Rsync collects binary log files

Source: Internet
Author: User
Tags hadoop fs

Please indicate the source when this log is reprinted; otherwise, you will be held accountable!

  1. Rsync Introduction

Rsync is an application software in Unix. It can synchronously update files and directories of two computers and use differential encoding to reduce data transmission. An important feature in rsync that is not seen in most similar programs or protocols is that the image only needs to be sent once for each target. Rsync can copy/display directory attributes, copy files, and perform selective compression and recursive copy.

In the resident mode (daemon mode), rsync listens to TCP port 873 by default, using native rsync transmission protocol or remote shell such as RSH or SSH servo files. The terminal to be backed up is the server, and the backup terminal is the client.
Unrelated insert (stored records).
//! Route table construction failures.

use summer_container::ContainerError;
use thiserror::Error;

/// Illegal route declarations, detected while the router is built.
#[derive(Debug, Error)]
pub enum RouterError {
    /// A parameter declares no binding kind.
    #[error("parameter '{parameter}' of {route} declares no binding kind")]
    MissingBindingKind {
        /// Route in `METHOD /path` form.
        route: String,
        /// Parameter name.
        parameter: String,
    },
    /// A parameter declares more than one binding kind.
    #[error("parameter '{parameter}' of {route} declares several binding kinds")]
    MultipleBindingKinds {
        /// Route in `METHOD /path` form.
        route: String,
        /// Parameter name.
        parameter: String,
    },
    /// More than one parameter binds the body.
    #[error("{route} binds the request body more than once")]
    MultipleBodies {
        /// Route in `METHOD /path` form.
        route: String,
    },
    /// A body parameter has a sequence type.
    #[error("body parameter '{parameter}' of {route} cannot be a sequence")]
    CollectionBody {
        /// Route in `METHOD /path` form.
        route: String,
        /// Parameter name.
        parameter: String,
    },
    /// A path variable parameter has a sequence type.
    #[error("path variable '{parameter}' of {route} cannot be a sequence")]
    CollectionPathVariable {
        /// Route in `METHOD /path` form.
        route: String,
        /// Parameter name.
        parameter: String,
    },
    /// A path variable parameter names a variable the template lacks.
    #[error("path variable '{variable}' is not present in route template {route}")]
    UnknownPathVariable {
        /// Route in `METHOD /path` form.
        route: String,
        /// Requested variable.
        variable: String,
    },
    /// A template repeats a variable name.
    #[error("route template {path} repeats variable '{variable}'")]
    DuplicateTemplateVariable {
        /// Normalized template.
        path: String,
        /// Repeated name.
        variable: String,
    },
    /// Two handlers claim the same method and path shape.
    #[error("duplicate route {route} declared by '{controller}'")]
    DuplicateRoute {
        /// Route in `METHOD /path` form.
        route: String,
        /// Controller declaring the second handler.
        controller: String,
    },
    /// Controllers could not be resolved from the container.
    #[error(transparent)]
    Container(#[from] ContainerError),
}
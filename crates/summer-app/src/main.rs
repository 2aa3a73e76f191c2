//! Entry point of the todo sample server.

use std::io;
use std::process::ExitCode;

use summer_app::{SystemConfigLoader, SystemShutdownSignal};

fn main() -> ExitCode {
    let mut stderr = io::stderr().lock();
    summer_app::launch(&SystemConfigLoader, &SystemShutdownSignal, &mut stderr)
}
//! Unit tests for bootstrap, stop and launch.

use std::io::{Read, Write};
use std::net::TcpStream;
use std::process::ExitCode;
use std::sync::Arc;

use rstest::rstest;
use summer_container::{Component, ComponentDefinition, ConfigurationRoot, Constructor, TypeCatalog};
use summer_web::{Controller, Reply, RouteSet};

use crate::bootstrap::{Application, BootstrapError, StaticConfigLoader, bootstrap_with, run};
use crate::shutdown::{ShutdownError, ShutdownSignal};
use crate::todo::{LoggingPostProcessor, TodoApplication};
use crate::{RunError, launch};

use super::support::{
    FailingConfigLoader, HealthEvent, HelpConfigLoader, RecordingHealthReporter, local_config,
};

struct Immediate;

impl ShutdownSignal for Immediate {
    fn wait(&self) -> Result<(), ShutdownError> {
        Ok(())
    }
}

fn get(addr: std::net::SocketAddr, target: &str) -> String {
    let mut stream = TcpStream::connect(addr).expect("connect");
    write!(stream, "GET {target} HTTP/1.1\r\nHost: test\r\n\r\n").expect("write");
    let mut response = String::new();
    stream.read_to_string(&mut response).expect("read");
    response
}

#[rstest]
fn bootstrap_serves_the_sample_and_reports_health() {
    let reporter = Arc::new(RecordingHealthReporter::default());
    let mut running = bootstrap_with(
        &StaticConfigLoader::new(local_config()),
        reporter.clone(),
        TodoApplication::application(),
    )
    .expect("bootstrap should succeed");
    let addr = running.local_addr();

    let response = get(addr, "/api/health");
    assert!(response.starts_with("HTTP/1.1 200 OK"), "{response}");
    assert!(response.contains(r#""service":"todo-sample-app""#));

    let container = running.container_mut();
    for name in [
        "todoApplication",
        "clock",
        "todoService",
        "todoController",
        "loggingPostProcessor",
    ] {
        assert!(container.contains(name), "missing {name}");
    }
    let processor = container
        .resolve::<LoggingPostProcessor>()
        .expect("post-processor");
    assert!(processor.initialized() >= 3);

    running.stop().expect("stop");
    assert_eq!(
        reporter.events(),
        vec![
            HealthEvent::BootstrapStarting,
            HealthEvent::BootstrapSucceeded,
            HealthEvent::ServerListening(addr),
            HealthEvent::ServerStopped(addr),
        ]
    );
}

#[rstest]
fn configuration_failures_are_reported() {
    let reporter = Arc::new(RecordingHealthReporter::default());
    let Err(error) = bootstrap_with(
        &FailingConfigLoader,
        reporter.clone(),
        TodoApplication::application(),
    ) else {
        panic!("bootstrap should fail");
    };
    assert!(matches!(error, BootstrapError::Configuration { .. }));
    let events = reporter.events();
    assert_eq!(events.first(), Some(&HealthEvent::BootstrapStarting));
    assert!(matches!(events.last(), Some(HealthEvent::BootstrapFailed(_))));
}

#[rstest]
fn applications_need_a_root() {
    let reporter = Arc::new(RecordingHealthReporter::default());
    let Err(error) = bootstrap_with(
        &StaticConfigLoader::new(local_config()),
        reporter,
        Application::new(TodoApplication::catalog()),
    ) else {
        panic!("bootstrap should fail");
    };
    assert!(matches!(error, BootstrapError::Container { .. }));
}

struct Clashing;

impl Component for Clashing {}

impl Controller for Clashing {
    fn routes(self: Arc<Self>, routes: &mut RouteSet) {
        routes
            .get("/twice", Vec::new(), |_| Ok(Reply::no_content()))
            .get("/twice", Vec::new(), |_| Ok(Reply::no_content()));
    }
}

struct ClashingRoot;

impl Component for ClashingRoot {}

fn clashing() -> ComponentDefinition {
    ComponentDefinition::builder::<Clashing>()
        .constructor(Constructor::nullary(|| Clashing))
        .implements::<dyn Controller>(|controller| controller)
        .build()
}

#[rstest]
fn illegal_routes_fail_bootstrap() {
    let root = ConfigurationRoot::new(
        ComponentDefinition::builder::<ClashingRoot>()
            .constructor(Constructor::nullary(|| ClashingRoot))
            .build(),
        module_path!(),
    );
    let application =
        Application::new(TypeCatalog::new().with(module_path!(), clashing)).root(root);
    let Err(error) = bootstrap_with(
        &StaticConfigLoader::new(local_config()),
        Arc::new(RecordingHealthReporter::default()),
        application,
    ) else {
        panic!("bootstrap should fail");
    };
    assert!(matches!(error, BootstrapError::Routing { .. }));
}

#[rstest]
fn run_stops_once_the_signal_fires() {
    run(
        &StaticConfigLoader::new(local_config()),
        Arc::new(RecordingHealthReporter::default()),
        TodoApplication::application(),
        &Immediate,
    )
    .expect("run should stop cleanly");
}

#[rstest]
fn run_surfaces_bootstrap_failures() {
    let error = run(
        &FailingConfigLoader,
        Arc::new(RecordingHealthReporter::default()),
        TodoApplication::application(),
        &Immediate,
    )
    .expect_err("run should fail");
    assert!(matches!(error, RunError::Bootstrap(_)));
}

#[rstest]
fn launch_prints_failures() {
    let mut stderr = Vec::new();
    let code = launch(&FailingConfigLoader, &Immediate, &mut stderr);
    assert_eq!(code, ExitCode::FAILURE);
    let message = String::from_utf8(stderr).expect("utf-8");
    assert!(message.starts_with("summer: failed to load configuration"), "{message}");
}

#[rstest]
fn launch_prints_help_and_succeeds() {
    let mut stderr = Vec::new();
    let code = launch(&HelpConfigLoader, &Immediate, &mut stderr);
    assert_eq!(code, ExitCode::SUCCESS);
    let message = String::from_utf8(stderr).expect("utf-8");
    assert!(message.contains("--max-concurrent-requests"), "{message}");
    assert!(!message.starts_with("summer:"), "{message}");
}

struct BrokenPipe;

impl Write for BrokenPipe {
    fn write(&mut self, _: &[u8]) -> std::io::Result<usize> {
        Err(std::io::ErrorKind::BrokenPipe.into())
    }

    fn flush(&mut self) -> std::io::Result<()> {
        Ok(())
    }
}

#[rstest]
fn unwritable_help_is_a_failure() {
    let code = launch(&HelpConfigLoader, &Immediate, &mut BrokenPipe);
    assert_eq!(code, ExitCode::FAILURE);
}
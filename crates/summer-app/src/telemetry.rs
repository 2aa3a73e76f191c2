//! Structured telemetry initialisation for the application.

use std::io::{self, IsTerminal};

use once_cell::sync::OnceCell;
use summer_config::{Config, LogFormat};
use tracing::{Subscriber, subscriber::SetGlobalDefaultError};
use tracing_subscriber::EnvFilter;
use tracing_subscriber::fmt;

static TELEMETRY_GUARD: OnceCell<()> = OnceCell::new();

/// Handle returned when telemetry has been initialised.
#[derive(Debug, Default, Clone, Copy)]
pub struct TelemetryHandle;

/// Errors encountered while configuring telemetry.
#[derive(Debug, thiserror::Error)]
pub enum TelemetryError {
    /// The configured filter expression did not parse.
    #[error("invalid log filter: {0}")]
    Filter(String),
    /// Another global subscriber was already installed.
    #[error("failed to install telemetry subscriber: {0}")]
    Subscriber(SetGlobalDefaultError),
}

/// Installs the global tracing subscriber on first use.
///
/// Later calls return a fresh [`TelemetryHandle`] and leave the installed
/// subscriber alone, whatever `config` they pass.
///
/// # Errors
///
/// Returns [`TelemetryError`] when the filter is invalid or a foreign
/// subscriber already owns the global slot.
pub fn initialise(config: &Config) -> Result<TelemetryHandle, TelemetryError> {
    TELEMETRY_GUARD
        .get_or_try_init(|| install_subscriber(config))
        .map(|()| TelemetryHandle)
}

fn install_subscriber(config: &Config) -> Result<(), TelemetryError> {
    let filter = EnvFilter::try_new(config.log_filter())
        .map_err(|error| TelemetryError::Filter(error.to_string()))?;

    let builder = |filter: EnvFilter| {
        fmt::Subscriber::builder()
            .with_env_filter(filter)
            .with_target(true)
            .with_level(true)
            .with_thread_names(true)
            .with_writer(io::stderr)
            .with_ansi(io::stderr().is_terminal())
            .with_timer(fmt::time::UtcTime::rfc_3339())
    };

    let subscriber: Box<dyn Subscriber + Send + Sync> = match config.log_format() {
        LogFormat::Json => Box::new(builder(filter).json().flatten_event(true).finish()),
        LogFormat::Compact => Box::new(builder(filter).compact().finish()),
    };

    tracing::subscriber::set_global_default(subscriber).map_err(TelemetryError::Subscriber)
}

#[cfg(test)]
mod tests {
    use summer_config::LoggingSettings;

    use super::*;

    #[test]
    fn rejects_invalid_filters_before_installing() {
        let config =
            Config::default().with_logging(LoggingSettings::new("summer=loud", LogFormat::Compact));
        let error = install_subscriber(&config).expect_err("invalid filter");
        assert!(matches!(error, TelemetryError::Filter(_)));
    }
}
Both ends must start the rsync service. The server must write the configuration file rsync. conf.

Its features are as follows:

  1. Images can be used to save the entire directory tree and file system.
  2. It is easy to maintain the permissions, time, and soft links of the original file.
  3. Installation without special permissions.
  4. Fast: During the first synchronization, rsync copies all the content, but transfers only modified files in the next synchronization. Rsync can compress and decompress data during data transmission, so it can use less bandwidth.
  5. Security: You can use SCP, ssh, and other methods to transmit files. Of course, you can also use a direct socket connection.
  6. Supports anonymous transmission to facilitate website images.

?

?

  1. Rsync binary log collection solution
  1. Requirement Analysis
    1. Log category

    Operating System: Windows logs and Linux logs

    Append method: a large number of individual files are generated in a single directory in a short time, and an append is added to a file for a long time. The two types are mixed.

    1. Collection time requirements

    Collection Cycle: Real-time, short cycle (within one day), daily, long cycle (greater than one day ).

  2. Collection scheme
    1. Collection Architecture

    The log collection process consists of three parts: Data Source processing, transfer station processing and destination. The process is as follows: Use rsync to back up files from the data source to the transfer station, and then use the hadoop upload function to transfer files from the transfer station to the destination.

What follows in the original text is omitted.